Diphenyloctyl phosphate and tris(2,2,2-trifluoroethyl) phosphite as flame-retardant additives for Li-ion cell electrolytes at elevated temperature

• Published in: Journal of power sources Vol. 180; no. 1; pp. 561 - 567
• Main Authors: Nam, Tae-Heum, Shim, Eun-Gi, Kim, Jung-Gu, Kim, Hyun-Soo, Moon, Seong-In
• Format: Journal Article
• Language: English
• Published: Lausanne Elsevier B.V 15.05.2008; Elsevier Sequoia
• Subjects: Applied sciences; Diphenyloctyl phosphate; Direct energy conversion and energy accumulation; Electric cells; Electrical engineering.
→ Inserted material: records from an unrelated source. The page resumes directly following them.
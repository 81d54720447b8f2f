use crate::error::{Result, TenaxError};
use crate::protocol::TrackerMessage;
use tokio::io::{AsyncReadExt, AsyncWriteExt};
use tokio::net::TcpStream;

/// Upper bound on a tracker frame. Peer tables are tiny; anything larger is
/// a corrupt stream.
const MAX_FRAME_BYTES: usize = 1024 * 1024;

/// Encode a message into a framed buffer: `[len: u32 LE][rkyv payload]`.
fn encode_message(msg: &TrackerMessage) -> Result<Vec<u8>> {
    let payload = rkyv::to_bytes::<rkyv::rancor::Error>(msg)
        .map_err(|e| TenaxError::EncodeFailed(e.to_string()))?;
    let mut buf = Vec::with_capacity(4 + payload.len());
    buf.extend_from_slice(&(payload.len() as u32).to_le_bytes());
    buf.extend_from_slice(&payload);
    Ok(buf)
}

fn decode_message(bytes: &[u8]) -> Result<TrackerMessage> {
    rkyv::from_bytes::<TrackerMessage, rkyv::rancor::Error>(bytes)
        .map_err(|e| TenaxError::DecodeFailed(e.to_string()))
}

/// Write a `[len: u32 LE][rkyv payload]` frame.
pub(crate) async fn send_frame(stream: &mut TcpStream, msg: &TrackerMessage) -> Result<()> {
    let buf = encode_message(msg)?;
    stream.write_all(&buf).await?;
    stream.flush().await?;
    Ok(())
}

/// Read one `[len: u32 LE][rkyv payload]` frame.
pub(crate) async fn recv_frame(stream: &mut TcpStream) -> Result<TrackerMessage> {
    let mut len_buf = [0u8; 4];
    stream.read_exact(&mut len_buf).await?;
    let len = u32::from_le_bytes(len_buf) as usize;
    if len > MAX_FRAME_BYTES {
        return Err(TenaxError::DecodeFailed(format!(
            "frame of {len} bytes exceeds limit"
        )));
    }
    let mut payload = vec![0u8; len];
    stream.read_exact(&mut payload).await?;
    decode_message(&payload)
}

#[cfg(test)]
mod tests {
    use super::*;

    #[tokio::test]
    async fn test_frame_roundtrip_over_tcp() {
        let listener = tokio::net::TcpListener::bind("127.0.0.1:0").await.unwrap();
        let addr = listener.local_addr().unwrap();

        let msg = TrackerMessage::Assign {
            rank: 2,
            world_size: 4,
            epoch: 9,
            peers: vec![(0, "127.0.0.1:1".into()), (2, "127.0.0.1:2".into())],
        };
        let sent = msg.clone();

        let server = tokio::spawn(async move {
            let (mut stream, _) = listener.accept().await.unwrap();
            recv_frame(&mut stream).await.unwrap()
        });

        let mut client = TcpStream::connect(addr).await.unwrap();
        send_frame(&mut client, &msg).await.unwrap();

        let received = server.await.unwrap();
        assert_eq!(received, sent);
    }

    #[test]
    fn test_decode_rejects_garbage() {
        assert!(decode_message(&[0xde, 0xad, 0xbe, 0xef]).is_err());
    }
}
//! Minimal training loop: four workers reduce "gradients" each round and
//! checkpoint at the end of every epoch.
//!
//! ```bash
//! cargo run --example train
//! ```

use tenax::{DataType, OpReducer, ReduceOp, TenaxConfig, TenaxEngine, Tracker};

const WORLD: u32 = 4;
const ROUNDS: u32 = 3;

#[tokio::main]
async fn main() -> tenax::Result<()> {
    tracing_subscriber::fmt()
        .with_env_filter(
            tracing_subscriber::EnvFilter::try_from_default_env()
                .unwrap_or_else(|_| "tenax=info".into()),
        )
        .init();

    let tracker = Tracker::bind("127.0.0.1:0", WORLD).await?;
    let tracker_addr = tracker.local_addr()?.to_string();
    let tracker_task = tokio::spawn(tracker.run());

    let mut workers = Vec::new();
    for _ in 0..WORLD {
        let addr = tracker_addr.clone();
        workers.push(tokio::spawn(async move {
            let mut engine = TenaxEngine::init(TenaxConfig::for_tracker(addr)).await?;
            let rank = engine.rank();
            let sum = OpReducer::new(DataType::F32, ReduceOp::Sum);

            let mut model = vec![0f32; 8];
            for round in 0..ROUNDS {
                // Every rank contributes its own "gradient"; after the
                // reduction all ranks hold the same update.
                let grads = vec![(rank as f32 + 1.0) * 0.1; 8];
                let mut buf: Vec<u8> = grads.iter().flat_map(|g| g.to_le_bytes()).collect();
                engine.allreduce(&mut buf, 4, 8, &sum).await?;
                for (m, chunk) in model.iter_mut().zip(buf.chunks_exact(4)) {
                    *m += f32::from_le_bytes(chunk.try_into().unwrap()) / WORLD as f32;
                }
                tracing::info!(rank, round, first = model[0], "applied update");
            }

            let snapshot: Vec<u8> = model.iter().flat_map(|m| m.to_le_bytes()).collect();
            engine.checkpoint(&snapshot).await?;
            tracing::info!(rank, version = engine.version_number(), "checkpointed");
            engine.shutdown().await?;
            Ok::<_, tenax::TenaxError>(model[0])
        }));
    }

    for worker in workers {
        let first = worker.await.expect("worker task panicked")?;
        // sum of (r+1)*0.1 over 4 ranks = 1.0 per round, averaged over 4.
        assert!((first - ROUNDS as f32 * 0.25).abs() < 1e-5);
    }
    tracker_task.await.expect("tracker task panicked")?;
    println!("all {WORLD} workers agree after {ROUNDS} rounds");
    Ok(())
}
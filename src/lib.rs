pub mod config;
pub mod engine;
pub mod error;
pub mod protocol;
pub mod reduce;
pub mod tracker;
pub(crate) mod transport;
pub mod types;

pub use config::TenaxConfig;
pub use engine::TenaxEngine;
pub use error::{Result, TenaxError};
pub use protocol::TrackerMessage;
pub use reduce::{OpReducer, Reducer, reduce_slice};
pub use tracker::Tracker;
pub use types::{DataType, Rank, ReduceOp, SeqNo};
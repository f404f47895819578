// policy.rs - The guardrail capability every rule implements.

use crate::decision::PolicyVerdict;
use crate::error::PolicyError;
use crate::intent::PaymentIntent;

/// A single guardrail rule.
///
/// Policies see only the intent. They never consult the idempotency guard
/// or each other; ordering is the engine's job. `Send + Sync` lets one
/// engine serve concurrent evaluations, so any running state a policy keeps
/// must sit behind its own lock.
pub trait Policy: Send + Sync {
    /// Stable identifier used in audit entries and reasons.
    fn name(&self) -> &str;

    /// Judge one intent.
    fn validate(&self, intent: &PaymentIntent) -> Result<PolicyVerdict, PolicyError>;

    /// Undo whatever `validate` recorded for `intent` after it returned a
    /// non-denied verdict. Called by the engine when a later policy denies
    /// or fails. Stateless policies keep the default.
    fn rollback(&self, _intent: &PaymentIntent) -> Result<(), PolicyError> {
        Ok(())
    }

    /// Human-readable summary of the rule and its parameters.
    fn describe(&self) -> String {
        self.name().to_string()
    }
}
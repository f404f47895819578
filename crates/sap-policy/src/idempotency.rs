// idempotency.rs - Process-wide duplicate suppression by idempotency key.
//
// A key is *committed* only when an evaluation finishes with a non-denied
// decision. While an evaluation runs, its key is held *in flight*; a
// concurrent evaluation of the same key waits until that hold ends and then
// checks again, so it sees a duplicate only if the first one committed.
// Both sets live behind one mutex; the critical sections are a few hash
// lookups, so evaluations of different keys do not wait on each other for
// longer than that.
//
// Committed keys are never evicted.

use std::collections::HashSet;
use std::sync::{Condvar, Mutex, MutexGuard};

use crate::error::PolicyError;

#[derive(Debug, Default)]
struct GuardState {
    committed: HashSet<String>,
    in_flight: HashSet<String>,
}

/// Set of committed idempotency keys, plus keys currently being evaluated.
#[derive(Debug, Default)]
pub struct IdempotencyGuard {
    state: Mutex<GuardState>,
    /// Signalled whenever an in-flight key is committed or released.
    settled: Condvar,
}

/// Result of trying to start an evaluation for a key.
#[derive(Debug)]
pub enum Admission<'a> {
    /// The key is free; the reservation holds it until committed or dropped.
    Admitted(KeyReservation<'a>),
    /// The key was committed by an earlier evaluation.
    AlreadyCommitted,
}

impl IdempotencyGuard {
    pub fn new() -> Self {
        Self::default()
    }

    /// Whether `key` has been committed. Does not mutate.
    pub fn has_processed(&self, key: &str) -> Result<bool, PolicyError> {
        Ok(self.lock()?.committed.contains(key))
    }

    /// Mark `key` as committed. Inserting an already-committed key is a no-op.
    pub fn commit(&self, key: &str) -> Result<(), PolicyError> {
        let mut state = self.lock()?;
        state.in_flight.remove(key);
        state.committed.insert(key.to_string());
        drop(state);
        self.settled.notify_all();
        Ok(())
    }

    /// Atomically check the key and, if free, hold it for one evaluation.
    ///
    /// Blocks while another evaluation holds the same key. Must not be
    /// called twice for one key from a thread that still holds it.
    pub fn reserve(&self, key: &str) -> Result<Admission<'_>, PolicyError> {
        let mut state = self.lock()?;
        loop {
            if state.committed.contains(key) {
                return Ok(Admission::AlreadyCommitted);
            }
            if !state.in_flight.contains(key) {
                break;
            }
            state = self
                .settled
                .wait(state)
                .map_err(|_| PolicyError::poisoned("idempotency guard"))?;
        }
        state.in_flight.insert(key.to_string());
        Ok(Admission::Admitted(KeyReservation {
            guard: self,
            key: key.to_string(),
            released: false,
        }))
    }

    /// Number of committed keys.
    pub fn committed_count(&self) -> Result<usize, PolicyError> {
        Ok(self.lock()?.committed.len())
    }

    /// Forget every committed key. Intended for tests and simulations.
    pub fn reset(&self) -> Result<(), PolicyError> {
        let mut state = self.lock()?;
        state.committed.clear();
        state.in_flight.clear();
        drop(state);
        self.settled.notify_all();
        Ok(())
    }

    fn lock(&self) -> Result<MutexGuard<'_, GuardState>, PolicyError> {
        self.state
            .lock()
            .map_err(|_| PolicyError::poisoned("idempotency guard"))
    }

    fn release(&self, key: &str) {
        // Runs from Drop, so recover the state rather than fail.
        let mut state = match self.state.lock() {
            Ok(state) => state,
            Err(poisoned) => poisoned.into_inner(),
        };
        state.in_flight.remove(key);
        drop(state);
        self.settled.notify_all();
    }
}

/// An in-flight hold on an idempotency key.
///
/// Dropping it without calling [`commit`](Self::commit) releases the key so
/// a later evaluation may try again (denied and faulted evaluations never
/// consume a key).
#[derive(Debug)]
pub struct KeyReservation<'a> {
    guard: &'a IdempotencyGuard,
    key: String,
    released: bool,
}

impl KeyReservation<'_> {
    /// Commit the key, consuming the reservation.
    pub fn commit(mut self) -> Result<(), PolicyError> {
        self.guard.commit(&self.key)?;
        self.released = true;
        Ok(())
    }
}

impl Drop for KeyReservation<'_> {
    fn drop(&mut self) {
        if !self.released {
            self.guard.release(&self.key);
        }
    }
}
Electrical power engineering; Electrical power engineering; Electrochemical conversion: primary and secondary batteries, fuel cells; Electrochemical impedance spectroscopy; Electrolyte; Electrolytes; Electrolytic cells; Exact sciences and technology; Flame-retardant additives; High temperature; Li-ion battery; Lithium batteries; Microorganisms; Phosphates; Tris(2,2,2-trifluoroethyl) phosphite; Tris(2,2,2-trifluoroethyl) phosphite; Diphenyloctyl phosphate; Electrolyte; Li-ion battery; Flame-retardant additives; Phosphates; Scanning electron microscopy; Anode; Cathode; Flame retardant; Secondary cell; Discharge charge cycle; Lithium battery; Additive; Phosphites; Performance; Electrochemical impedance spectroscopy
• ISSN: 0378-7753; 1873-2755
• DOI: 10.1016/j.jpowsour.2008.01.061

The effect of diphenyloctyl phosphate (DPOF) and tris(2,2,2-trifluoroethyl) phosphite (TTFP) as flame-retardant (FR) additives in the liquid electrolyte of Li-ion cells is evaluated at both elevated temperature (40 °C) and room temperature (RT, 25 °C). The tested cells use mesocarbon microbeads (MCMB) and LiCoO 2 as the anode and cathode materials, respectively. Cell characteristics are investigated by means of electrochemical impedance spectroscopy (EIS) and scanning electron microscopy (SEM). The results of the cycle performance tests demonstrate the superior discharge capacity and capacity retention of the DPOF-containing cell compared will TTFP after cycling at both RT and 40 °C. Therefore, these results confirm the promising potential of DPOF as an FR additive for improving the electrochemical performance of Li-ion batteries.